→ **Work required**
Find how many lines below mention "ClusterStoreTrait". Nothing but the number is needed.

→ **Extracted records**
==================================================

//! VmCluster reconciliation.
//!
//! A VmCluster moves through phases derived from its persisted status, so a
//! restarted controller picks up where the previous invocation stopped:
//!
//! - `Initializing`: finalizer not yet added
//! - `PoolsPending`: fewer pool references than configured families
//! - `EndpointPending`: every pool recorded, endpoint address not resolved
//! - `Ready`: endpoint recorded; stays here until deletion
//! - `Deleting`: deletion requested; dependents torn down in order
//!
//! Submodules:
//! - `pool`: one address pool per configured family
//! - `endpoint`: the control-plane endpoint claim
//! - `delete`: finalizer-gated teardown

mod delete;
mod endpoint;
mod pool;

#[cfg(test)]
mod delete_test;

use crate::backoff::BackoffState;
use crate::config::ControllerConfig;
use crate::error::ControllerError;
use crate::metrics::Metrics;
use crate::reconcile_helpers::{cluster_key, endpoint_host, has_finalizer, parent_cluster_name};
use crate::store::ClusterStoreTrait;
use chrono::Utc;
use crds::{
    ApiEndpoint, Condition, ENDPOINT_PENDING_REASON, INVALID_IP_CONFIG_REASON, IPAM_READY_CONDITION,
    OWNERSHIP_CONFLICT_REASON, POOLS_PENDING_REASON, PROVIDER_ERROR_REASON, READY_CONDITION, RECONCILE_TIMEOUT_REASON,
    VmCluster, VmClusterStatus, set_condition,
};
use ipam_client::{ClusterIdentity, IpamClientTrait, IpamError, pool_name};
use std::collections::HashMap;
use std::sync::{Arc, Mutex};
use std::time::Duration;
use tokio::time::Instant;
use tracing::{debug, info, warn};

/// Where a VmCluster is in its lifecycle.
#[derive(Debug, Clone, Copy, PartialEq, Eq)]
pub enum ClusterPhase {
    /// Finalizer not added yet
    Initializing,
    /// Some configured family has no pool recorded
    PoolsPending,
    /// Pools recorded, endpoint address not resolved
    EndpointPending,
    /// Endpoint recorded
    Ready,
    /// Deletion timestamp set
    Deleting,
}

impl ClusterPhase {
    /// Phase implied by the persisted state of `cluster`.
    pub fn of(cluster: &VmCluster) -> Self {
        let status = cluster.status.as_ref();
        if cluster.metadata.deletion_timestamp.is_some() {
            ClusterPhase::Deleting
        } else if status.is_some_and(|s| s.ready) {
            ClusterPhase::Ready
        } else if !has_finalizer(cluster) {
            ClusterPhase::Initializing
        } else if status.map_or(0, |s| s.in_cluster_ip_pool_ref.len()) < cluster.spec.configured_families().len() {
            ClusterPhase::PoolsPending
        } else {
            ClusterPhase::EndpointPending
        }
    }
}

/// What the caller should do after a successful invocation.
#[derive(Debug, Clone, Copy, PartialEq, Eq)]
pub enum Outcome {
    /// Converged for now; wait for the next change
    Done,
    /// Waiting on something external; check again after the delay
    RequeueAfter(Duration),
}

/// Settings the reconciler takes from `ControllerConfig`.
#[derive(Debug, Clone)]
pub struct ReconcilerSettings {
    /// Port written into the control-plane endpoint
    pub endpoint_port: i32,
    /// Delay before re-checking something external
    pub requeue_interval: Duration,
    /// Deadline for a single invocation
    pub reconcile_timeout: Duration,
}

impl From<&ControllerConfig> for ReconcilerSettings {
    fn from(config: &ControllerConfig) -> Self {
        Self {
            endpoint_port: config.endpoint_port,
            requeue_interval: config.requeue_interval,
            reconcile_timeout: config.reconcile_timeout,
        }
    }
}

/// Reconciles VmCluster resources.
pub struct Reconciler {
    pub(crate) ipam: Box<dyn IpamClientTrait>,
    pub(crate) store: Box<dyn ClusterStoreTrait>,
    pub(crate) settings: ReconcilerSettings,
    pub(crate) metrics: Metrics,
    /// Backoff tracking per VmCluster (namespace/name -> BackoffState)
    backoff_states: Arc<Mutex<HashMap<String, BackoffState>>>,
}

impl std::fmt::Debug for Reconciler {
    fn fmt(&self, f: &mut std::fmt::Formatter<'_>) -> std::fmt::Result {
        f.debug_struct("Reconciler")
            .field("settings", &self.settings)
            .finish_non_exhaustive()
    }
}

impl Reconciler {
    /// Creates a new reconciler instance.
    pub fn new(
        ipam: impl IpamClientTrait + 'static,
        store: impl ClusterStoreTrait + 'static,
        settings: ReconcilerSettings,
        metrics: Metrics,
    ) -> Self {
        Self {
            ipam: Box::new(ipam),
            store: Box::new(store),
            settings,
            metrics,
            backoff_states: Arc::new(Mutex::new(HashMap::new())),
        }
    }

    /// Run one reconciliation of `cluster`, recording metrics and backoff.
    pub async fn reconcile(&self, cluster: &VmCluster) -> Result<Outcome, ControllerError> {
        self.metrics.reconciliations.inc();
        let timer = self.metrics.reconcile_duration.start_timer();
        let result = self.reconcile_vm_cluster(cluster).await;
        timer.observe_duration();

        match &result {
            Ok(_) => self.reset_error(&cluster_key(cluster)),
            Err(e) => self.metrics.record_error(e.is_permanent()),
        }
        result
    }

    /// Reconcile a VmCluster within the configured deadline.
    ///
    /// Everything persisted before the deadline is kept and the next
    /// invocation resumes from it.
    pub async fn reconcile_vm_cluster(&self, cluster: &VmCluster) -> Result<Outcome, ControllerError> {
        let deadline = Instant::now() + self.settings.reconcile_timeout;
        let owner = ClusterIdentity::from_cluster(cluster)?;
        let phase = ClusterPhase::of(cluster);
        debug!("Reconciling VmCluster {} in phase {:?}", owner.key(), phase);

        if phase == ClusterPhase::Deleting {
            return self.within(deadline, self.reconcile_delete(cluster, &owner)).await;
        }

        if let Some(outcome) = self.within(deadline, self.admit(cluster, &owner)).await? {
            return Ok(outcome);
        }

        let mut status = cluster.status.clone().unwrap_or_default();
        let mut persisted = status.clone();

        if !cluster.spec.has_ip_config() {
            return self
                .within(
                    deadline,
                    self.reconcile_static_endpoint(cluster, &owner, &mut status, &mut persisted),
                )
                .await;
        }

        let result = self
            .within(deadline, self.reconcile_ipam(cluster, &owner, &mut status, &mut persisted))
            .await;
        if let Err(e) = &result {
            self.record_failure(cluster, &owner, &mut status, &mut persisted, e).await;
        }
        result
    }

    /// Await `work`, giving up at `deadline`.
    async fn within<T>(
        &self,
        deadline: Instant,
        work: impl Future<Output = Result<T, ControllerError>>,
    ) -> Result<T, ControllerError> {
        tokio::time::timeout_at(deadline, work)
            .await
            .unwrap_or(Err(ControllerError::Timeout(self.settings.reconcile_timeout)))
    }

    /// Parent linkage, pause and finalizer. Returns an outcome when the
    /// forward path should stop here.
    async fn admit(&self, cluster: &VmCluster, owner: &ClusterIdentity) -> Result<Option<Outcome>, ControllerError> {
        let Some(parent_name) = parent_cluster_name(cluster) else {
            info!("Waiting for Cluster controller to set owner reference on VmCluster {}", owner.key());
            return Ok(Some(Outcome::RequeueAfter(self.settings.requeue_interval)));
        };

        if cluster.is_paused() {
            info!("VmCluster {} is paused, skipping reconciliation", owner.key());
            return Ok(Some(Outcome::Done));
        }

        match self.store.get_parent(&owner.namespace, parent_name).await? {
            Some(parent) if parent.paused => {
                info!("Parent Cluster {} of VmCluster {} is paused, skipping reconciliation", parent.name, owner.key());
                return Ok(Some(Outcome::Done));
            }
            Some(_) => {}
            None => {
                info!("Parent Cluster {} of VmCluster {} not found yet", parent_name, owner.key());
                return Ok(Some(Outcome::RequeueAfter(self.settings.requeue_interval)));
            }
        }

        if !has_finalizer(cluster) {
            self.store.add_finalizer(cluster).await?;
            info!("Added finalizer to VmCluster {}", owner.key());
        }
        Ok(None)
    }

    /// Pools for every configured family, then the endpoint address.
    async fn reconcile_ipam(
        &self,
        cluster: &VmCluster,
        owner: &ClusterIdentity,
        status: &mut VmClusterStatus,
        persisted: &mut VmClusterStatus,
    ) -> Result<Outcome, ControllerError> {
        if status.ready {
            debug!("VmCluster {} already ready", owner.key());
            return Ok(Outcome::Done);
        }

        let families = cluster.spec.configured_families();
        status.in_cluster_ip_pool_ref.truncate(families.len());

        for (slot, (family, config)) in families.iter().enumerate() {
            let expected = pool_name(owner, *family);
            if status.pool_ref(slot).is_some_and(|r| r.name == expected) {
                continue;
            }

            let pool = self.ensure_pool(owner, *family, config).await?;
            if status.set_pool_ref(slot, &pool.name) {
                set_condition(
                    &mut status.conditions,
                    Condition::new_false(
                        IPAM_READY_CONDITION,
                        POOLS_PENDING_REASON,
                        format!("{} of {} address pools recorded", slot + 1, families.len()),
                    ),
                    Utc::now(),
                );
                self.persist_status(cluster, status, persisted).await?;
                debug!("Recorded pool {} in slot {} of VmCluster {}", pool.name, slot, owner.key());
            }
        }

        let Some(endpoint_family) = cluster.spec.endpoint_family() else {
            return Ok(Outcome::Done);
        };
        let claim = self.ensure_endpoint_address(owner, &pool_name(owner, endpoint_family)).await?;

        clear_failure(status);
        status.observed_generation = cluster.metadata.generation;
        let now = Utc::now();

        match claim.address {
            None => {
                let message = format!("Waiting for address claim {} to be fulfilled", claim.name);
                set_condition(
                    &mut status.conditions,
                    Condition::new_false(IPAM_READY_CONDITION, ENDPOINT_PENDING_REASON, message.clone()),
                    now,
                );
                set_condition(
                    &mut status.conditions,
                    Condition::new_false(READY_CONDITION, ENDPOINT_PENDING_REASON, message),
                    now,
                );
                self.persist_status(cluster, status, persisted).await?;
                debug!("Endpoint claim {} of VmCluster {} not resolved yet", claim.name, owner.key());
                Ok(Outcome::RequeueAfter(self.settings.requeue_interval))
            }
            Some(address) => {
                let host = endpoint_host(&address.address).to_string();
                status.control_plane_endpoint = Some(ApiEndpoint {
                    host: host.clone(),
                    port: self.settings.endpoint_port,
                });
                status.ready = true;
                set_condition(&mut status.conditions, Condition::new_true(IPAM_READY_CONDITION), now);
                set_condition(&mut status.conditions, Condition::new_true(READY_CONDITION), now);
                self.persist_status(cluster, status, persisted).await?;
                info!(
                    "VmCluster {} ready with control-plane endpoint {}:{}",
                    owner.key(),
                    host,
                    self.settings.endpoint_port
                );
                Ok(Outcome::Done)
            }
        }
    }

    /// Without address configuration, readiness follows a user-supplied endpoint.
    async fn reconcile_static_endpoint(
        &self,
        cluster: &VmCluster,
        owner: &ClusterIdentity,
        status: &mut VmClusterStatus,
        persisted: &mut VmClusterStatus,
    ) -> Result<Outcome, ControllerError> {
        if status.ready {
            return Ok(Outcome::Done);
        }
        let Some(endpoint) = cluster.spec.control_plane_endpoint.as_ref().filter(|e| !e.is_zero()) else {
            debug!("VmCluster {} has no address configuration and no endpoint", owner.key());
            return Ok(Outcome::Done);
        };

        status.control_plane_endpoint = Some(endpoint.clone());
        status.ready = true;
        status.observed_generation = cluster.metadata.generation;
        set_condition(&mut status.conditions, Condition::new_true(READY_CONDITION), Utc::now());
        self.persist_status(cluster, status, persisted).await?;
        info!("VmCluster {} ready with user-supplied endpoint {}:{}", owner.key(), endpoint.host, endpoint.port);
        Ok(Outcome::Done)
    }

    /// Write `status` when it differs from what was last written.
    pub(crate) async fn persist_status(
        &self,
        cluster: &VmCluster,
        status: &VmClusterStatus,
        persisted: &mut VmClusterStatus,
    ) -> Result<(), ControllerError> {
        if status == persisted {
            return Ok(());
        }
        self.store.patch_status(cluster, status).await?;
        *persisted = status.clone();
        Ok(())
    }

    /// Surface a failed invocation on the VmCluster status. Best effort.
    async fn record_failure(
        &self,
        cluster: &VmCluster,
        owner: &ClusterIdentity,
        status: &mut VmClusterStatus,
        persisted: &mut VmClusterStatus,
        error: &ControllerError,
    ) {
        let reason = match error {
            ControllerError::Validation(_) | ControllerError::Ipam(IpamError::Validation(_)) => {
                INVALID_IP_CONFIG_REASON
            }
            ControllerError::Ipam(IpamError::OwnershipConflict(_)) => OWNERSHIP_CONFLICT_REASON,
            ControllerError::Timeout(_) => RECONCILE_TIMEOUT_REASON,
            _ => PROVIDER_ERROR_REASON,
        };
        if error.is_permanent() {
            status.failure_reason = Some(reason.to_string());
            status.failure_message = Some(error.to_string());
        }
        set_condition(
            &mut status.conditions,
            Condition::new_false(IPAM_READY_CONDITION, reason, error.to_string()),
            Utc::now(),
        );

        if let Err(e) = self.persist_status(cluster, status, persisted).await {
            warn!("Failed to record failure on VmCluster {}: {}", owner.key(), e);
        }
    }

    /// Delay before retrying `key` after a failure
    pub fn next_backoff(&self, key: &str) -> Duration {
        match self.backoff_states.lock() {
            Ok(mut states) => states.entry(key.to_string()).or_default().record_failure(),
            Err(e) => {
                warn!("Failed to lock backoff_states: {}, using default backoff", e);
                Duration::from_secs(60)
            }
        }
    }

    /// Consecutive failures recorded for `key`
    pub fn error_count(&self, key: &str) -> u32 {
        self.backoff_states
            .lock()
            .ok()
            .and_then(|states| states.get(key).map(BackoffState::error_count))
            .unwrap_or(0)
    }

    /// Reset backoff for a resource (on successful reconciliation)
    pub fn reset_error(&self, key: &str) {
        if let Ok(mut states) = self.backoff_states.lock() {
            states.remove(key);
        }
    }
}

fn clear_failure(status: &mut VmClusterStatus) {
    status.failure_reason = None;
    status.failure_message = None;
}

==================================================

→ **Solved exercise**
3